[Stored data]
:::::
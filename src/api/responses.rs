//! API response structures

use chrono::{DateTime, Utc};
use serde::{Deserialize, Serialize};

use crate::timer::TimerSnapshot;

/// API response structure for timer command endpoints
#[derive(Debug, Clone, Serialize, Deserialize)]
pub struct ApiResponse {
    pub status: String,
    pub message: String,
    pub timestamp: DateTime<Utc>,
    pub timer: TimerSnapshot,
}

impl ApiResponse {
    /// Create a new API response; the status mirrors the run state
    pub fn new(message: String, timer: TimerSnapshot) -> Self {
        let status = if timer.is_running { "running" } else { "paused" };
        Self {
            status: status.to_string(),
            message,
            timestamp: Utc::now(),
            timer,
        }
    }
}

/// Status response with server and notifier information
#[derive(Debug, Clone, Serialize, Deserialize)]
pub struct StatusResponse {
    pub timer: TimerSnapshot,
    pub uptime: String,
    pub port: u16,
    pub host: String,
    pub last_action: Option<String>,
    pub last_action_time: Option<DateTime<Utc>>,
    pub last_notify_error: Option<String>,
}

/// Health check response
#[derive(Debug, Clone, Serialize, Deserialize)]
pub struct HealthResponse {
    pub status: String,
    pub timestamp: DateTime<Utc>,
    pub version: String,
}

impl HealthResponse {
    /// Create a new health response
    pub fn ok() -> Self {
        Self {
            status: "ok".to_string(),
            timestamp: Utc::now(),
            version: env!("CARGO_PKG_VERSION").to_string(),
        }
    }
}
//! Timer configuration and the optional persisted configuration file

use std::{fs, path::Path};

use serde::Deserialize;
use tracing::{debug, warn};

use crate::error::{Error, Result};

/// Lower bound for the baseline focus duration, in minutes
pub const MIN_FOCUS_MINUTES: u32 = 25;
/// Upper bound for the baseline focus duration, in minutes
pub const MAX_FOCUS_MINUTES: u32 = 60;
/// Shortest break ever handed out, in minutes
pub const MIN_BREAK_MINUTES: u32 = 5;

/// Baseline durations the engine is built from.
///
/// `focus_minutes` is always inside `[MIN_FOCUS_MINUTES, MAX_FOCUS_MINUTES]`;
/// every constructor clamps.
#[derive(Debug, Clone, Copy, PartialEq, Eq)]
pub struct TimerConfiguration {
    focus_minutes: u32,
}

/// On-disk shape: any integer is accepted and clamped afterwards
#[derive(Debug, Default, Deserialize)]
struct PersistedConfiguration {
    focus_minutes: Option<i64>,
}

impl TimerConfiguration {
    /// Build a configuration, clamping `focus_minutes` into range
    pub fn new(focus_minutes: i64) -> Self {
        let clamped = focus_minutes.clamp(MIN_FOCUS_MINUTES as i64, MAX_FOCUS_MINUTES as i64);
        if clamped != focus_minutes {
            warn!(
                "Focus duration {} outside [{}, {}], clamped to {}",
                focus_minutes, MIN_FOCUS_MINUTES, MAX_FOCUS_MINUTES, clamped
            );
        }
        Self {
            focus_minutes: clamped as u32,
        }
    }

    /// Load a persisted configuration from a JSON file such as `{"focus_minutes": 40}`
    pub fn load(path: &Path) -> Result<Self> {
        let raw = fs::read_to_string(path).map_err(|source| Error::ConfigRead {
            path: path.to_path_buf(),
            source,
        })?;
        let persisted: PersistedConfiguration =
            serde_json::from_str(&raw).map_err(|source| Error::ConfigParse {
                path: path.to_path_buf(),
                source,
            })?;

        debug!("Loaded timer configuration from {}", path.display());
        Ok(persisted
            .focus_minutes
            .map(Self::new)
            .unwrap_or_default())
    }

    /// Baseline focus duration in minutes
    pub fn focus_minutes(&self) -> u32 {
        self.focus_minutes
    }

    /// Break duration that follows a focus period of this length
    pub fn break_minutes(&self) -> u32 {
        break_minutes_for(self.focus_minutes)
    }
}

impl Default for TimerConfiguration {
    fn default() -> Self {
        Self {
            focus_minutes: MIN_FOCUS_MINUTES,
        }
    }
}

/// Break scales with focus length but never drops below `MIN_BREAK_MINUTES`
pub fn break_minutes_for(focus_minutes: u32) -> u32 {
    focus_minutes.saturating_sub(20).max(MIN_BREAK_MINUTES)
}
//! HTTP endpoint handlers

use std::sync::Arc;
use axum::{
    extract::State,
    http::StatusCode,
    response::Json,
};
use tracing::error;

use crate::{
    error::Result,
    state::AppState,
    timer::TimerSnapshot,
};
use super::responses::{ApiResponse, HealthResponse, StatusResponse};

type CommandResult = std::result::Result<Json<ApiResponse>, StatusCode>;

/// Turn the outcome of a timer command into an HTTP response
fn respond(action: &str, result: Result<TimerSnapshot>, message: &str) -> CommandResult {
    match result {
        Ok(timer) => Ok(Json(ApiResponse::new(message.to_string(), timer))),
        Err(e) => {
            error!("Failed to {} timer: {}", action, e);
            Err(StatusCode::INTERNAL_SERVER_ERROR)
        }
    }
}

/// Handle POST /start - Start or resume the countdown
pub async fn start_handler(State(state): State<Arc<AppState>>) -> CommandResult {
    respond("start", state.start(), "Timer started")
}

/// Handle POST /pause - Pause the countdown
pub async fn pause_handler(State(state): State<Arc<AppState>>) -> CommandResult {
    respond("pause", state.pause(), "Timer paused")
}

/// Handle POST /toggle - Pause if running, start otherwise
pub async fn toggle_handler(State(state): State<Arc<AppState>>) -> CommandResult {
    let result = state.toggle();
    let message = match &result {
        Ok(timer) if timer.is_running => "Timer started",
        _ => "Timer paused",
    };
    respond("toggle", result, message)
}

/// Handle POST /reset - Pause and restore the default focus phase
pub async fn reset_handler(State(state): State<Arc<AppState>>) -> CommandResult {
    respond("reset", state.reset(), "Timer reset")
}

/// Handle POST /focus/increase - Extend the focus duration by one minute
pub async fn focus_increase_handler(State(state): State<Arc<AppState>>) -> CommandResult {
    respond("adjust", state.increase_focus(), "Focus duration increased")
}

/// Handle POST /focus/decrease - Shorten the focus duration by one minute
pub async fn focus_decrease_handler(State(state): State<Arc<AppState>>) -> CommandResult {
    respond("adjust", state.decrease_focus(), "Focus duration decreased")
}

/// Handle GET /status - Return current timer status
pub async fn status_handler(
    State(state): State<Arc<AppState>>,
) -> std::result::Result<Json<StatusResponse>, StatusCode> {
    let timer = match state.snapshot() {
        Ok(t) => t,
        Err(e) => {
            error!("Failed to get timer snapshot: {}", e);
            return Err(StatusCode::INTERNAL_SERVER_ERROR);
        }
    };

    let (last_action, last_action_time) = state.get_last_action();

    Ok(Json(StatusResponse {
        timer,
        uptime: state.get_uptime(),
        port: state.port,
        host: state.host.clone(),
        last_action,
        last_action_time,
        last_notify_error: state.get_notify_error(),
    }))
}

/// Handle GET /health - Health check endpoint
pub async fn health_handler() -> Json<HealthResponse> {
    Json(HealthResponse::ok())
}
:::::
## TASK OBJECTIVE
For the records above, state how many lines contain "PersistedConfiguration", and nothing more.

## ANSWER TO THE EXERCISE
2